Osmotic characteristics of water retention structures of Bursera microphylla in relation to soil salinity
(1) Red Bluff High School, Red Bluff, Californiahttps://doi.org/10.59720/23-018
With a worldwide increase in soil salinity, as well as the climate crisis raising global temperatures, it is important to understand the effects of soil salinity on plant survival. One way to understand how plants may evolve to survive in these xeric desert environments is to gain a further understanding of existing halophytic (live in saline environments) and/or xerophytic (live in dry, arid environments) plants. Bursera microphylla in particular is quite interesting because it is both a halophyte and a xerophyte.
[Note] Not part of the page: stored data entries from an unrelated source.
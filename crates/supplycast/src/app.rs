use std::time::Duration;

use axum::{
    http::{header, Method, StatusCode},
    routing::{delete, get, post},
    Router,
};
use tower_http::{
    cors::{Any, CorsLayer},
    timeout::TimeoutLayer,
    trace::TraceLayer,
};

use crate::{
    handlers::{
        health::livez,
        projections::{
            create_projection, delete_projection, delete_projections_by_store_and_week,
            generate_projections, list_projections, projections_by_category,
            projections_by_store, projections_by_week, update_projection,
        },
    },
    state::AppState,
};

/// Create the application router with all routes and middleware.
pub fn create_app(state: AppState) -> Router {
    let cors = CorsLayer::new()
        .allow_origin(Any)
        .allow_methods([Method::GET, Method::POST, Method::PUT, Method::DELETE])
        .allow_headers([header::CONTENT_TYPE]);

    let projection_routes = Router::new()
        .route(
            "/",
            get(list_projections)
                .post(create_projection)
                .put(update_projection),
        )
        .route("/generate", post(generate_projections))
        .route("/store/{store_id}", get(projections_by_store))
        .route("/week/{week}", get(projections_by_week))
        .route("/category/{category}", get(projections_by_category))
        .route(
            "/store/{store_id}/week/{week}",
            delete(delete_projections_by_store_and_week),
        )
        .route(
            "/store/{store_id}/date/{date}/week/{week}",
            delete(delete_projection),
        )
        .layer(cors);

    Router::new()
        .route("/livez", get(livez))
        .nest("/projections", projection_routes)
        .layer(TraceLayer::new_for_http())
        .layer(TimeoutLayer::with_status_code(
            StatusCode::REQUEST_TIMEOUT,
            Duration::from_secs(10),
        ))
        .with_state(state)
}
impl<S: ItemStore> ProjectionGateway<S> {
    pub fn new(store: S) -> Self {
        Self { store }
    }

    /// Upserts a projection under its computed key.
    async fn put(
        &self,
        projection: &SupplyProjection,
        operation: &'static str,
    ) -> Result<SupplyProjection> {
        self.store
            .put_item(to_storage_item(projection))
            .await
            .map_err(store_failure(operation))?;

        tracing::debug!(
            operation,
            store_id = %projection.store_id,
            sort_key = %projection.sort_key(),
            "Stored projection"
        );

        Ok(projection.clone())
    }

    /// Reads every page of `target`, following the cursor until exhausted.
    ///
    /// Pages are fetched one after the other; items keep the order the store
    /// returned them in.
    async fn collect_items(
        &self,
        target: QueryTarget,
        operation: &'static str,
    ) -> Result<Vec<StorageItem>> {
        let mut request = PageRequest::first(target);
        let mut items = Vec::new();
        let mut pages = 0usize;

        loop {
            let page = self
                .store
                .fetch_page(&request)
                .await
                .map_err(store_failure(operation))?;
            pages += 1;
            items.extend(page.items);

            match page.next {
                Some(cursor) => request.cursor = Some(cursor),
                None => break,
            }
        }

        tracing::debug!(operation, pages, items = items.len(), "Read all pages");
        Ok(items)
    }

    async fn collect_projections(
        &self,
        target: QueryTarget,
        operation: &'static str,
    ) -> Result<Vec<SupplyProjection>> {
        let items = self.collect_items(target, operation).await?;
        items.iter().map(from_storage_item).collect()
    }
}

/// Wraps a store failure raised by `operation`, logging the store's own message.
fn store_failure(operation: &'static str) -> impl Fn(StoreError) -> RepositoryError {
    move |source| {
        tracing::warn!(
            operation,
            transient = matches!(source, StoreError::Unavailable(_)),
            store_message = source.message(),
            "Store call failed"
        );
        RepositoryError::during(operation)(source)
    }
}

#[async_trait]
impl<S: ItemStore> ProjectionRepository for ProjectionGateway<S> {
    async fn create_projection(&self, projection: &SupplyProjection) -> Result<SupplyProjection> {
        self.put(projection, OP_CREATE).await
    }

    async fn list_projections(&self) -> Result<Vec<SupplyProjection>> {
        // Unbounded full-table scan; use an indexed query at scale.
        self.collect_projections(QueryTarget::Scan, OP_LIST).await
    }

    async fn projections_by_store(&self, store_id: &str) -> Result<Vec<SupplyProjection>> {
        self.collect_projections(QueryTarget::partition(IndexName::Primary, store_id), OP_BY_STORE)
            .await
    }

    async fn projections_by_week(&self, week: &str) -> Result<Vec<SupplyProjection>> {
        self.collect_projections(QueryTarget::partition(IndexName::ByWeek, week), OP_BY_WEEK)
            .await
    }

    async fn projections_by_category(&self, category: &str) -> Result<Vec<SupplyProjection>> {
        self.collect_projections(
            QueryTarget::partition(IndexName::ByCategory, category),
            OP_BY_CATEGORY,
        )
        .await
    }

    async fn delete_projection(&self, key: &ProjectionKey) -> Result<bool> {
        let item_key = ItemKey::new(&key.store_id, key.sort_key());

        let removed = self
            .store
            .delete_item(&item_key)
            .await
            .map_err(store_failure(OP_DELETE))?;

        tracing::debug!(
            store_id = %item_key.partition,
            sort_key = %item_key.sort,
            removed,
            "Deleted projection"
        );

        Ok(removed)
    }

    /// Two-phase delete: read the whole store partition, filter by week in
    /// process, then delete each match.
    ///
    /// Not atomic. A matching record written between the read and the deletes
    /// survives, and a failure midway leaves earlier deletes applied.
    async fn delete_projections_by_store_and_week(
        &self,
        store_id: &str,
        week: &str,
    ) -> Result<usize> {
        let items = self
            .collect_items(
                QueryTarget::partition(IndexName::Primary, store_id),
                OP_DELETE_STORE_WEEK,
            )
            .await?;

        let keys = items
            .iter()
            .filter(|item| item.get(ATTR_WEEK).map(String::as_str) == Some(week))
            .map(|item| {
                ItemKey::from_item(item)
                    .ok_or_else(|| RepositoryError::encoding(ATTR_SORT_KEY, "item without primary key"))
            })
            .collect::<Result<Vec<_>>>()?;

        let mut deleted = 0usize;
        for key in &keys {
            let removed = self
                .store
                .delete_item(key)
                .await
                .map_err(store_failure(OP_DELETE_STORE_WEEK))?;
            if removed {
                deleted += 1;
            }
        }

        tracing::info!(
            store_id,
            week,
            matched = keys.len(),
            deleted,
            "Deleted projections by store and week"
        );

        Ok(deleted)
    }

    async fn update_projection(&self, projection: &SupplyProjection) -> Result<SupplyProjection> {
        // Full overwrite: no read-modify-write, no version check.
        self.put(projection, OP_UPDATE).await
    }
}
One reason it is able to survive in dry environments is due to its bulbs at the base of the trunk and major limbs of the tree, which have been shown to store water during droughts. To facilitate mineral uptake, plants use ATP to transport NaCl ions into the plant, which facilitates water uptake. Because observed field conditions in the Baja California Peninsula were extremely xeric, most plants there have distinct evolutionary traits to facilitate water storage or retention. The Elephant Tree (Bursera microphylla) gets its name from the abnormal proportions of the base of its stem, which is much wider than much of the tree, and studies show that this disproportionately wide stem can store water for use during times of drought, which are common in the Baja California Peninsula. Our hypothesis was that sodium chloride was taken up through the plant’s root structure to facilitate this water transportation, and that this sodium chloride accumulation was directly proportional to the soil salinity. We tested this hypothesis via light microscopy of plant tissues to observe cell tonicity under different concentrations of saline solution. soil salinity was measured using saturated extraction. The results of this experiment show that most cells within the “bulb” structures were isotonic at a concentration approximately twice as high as that of root tissue and ambient soil salinity, therefore supporting the presented hypothesis.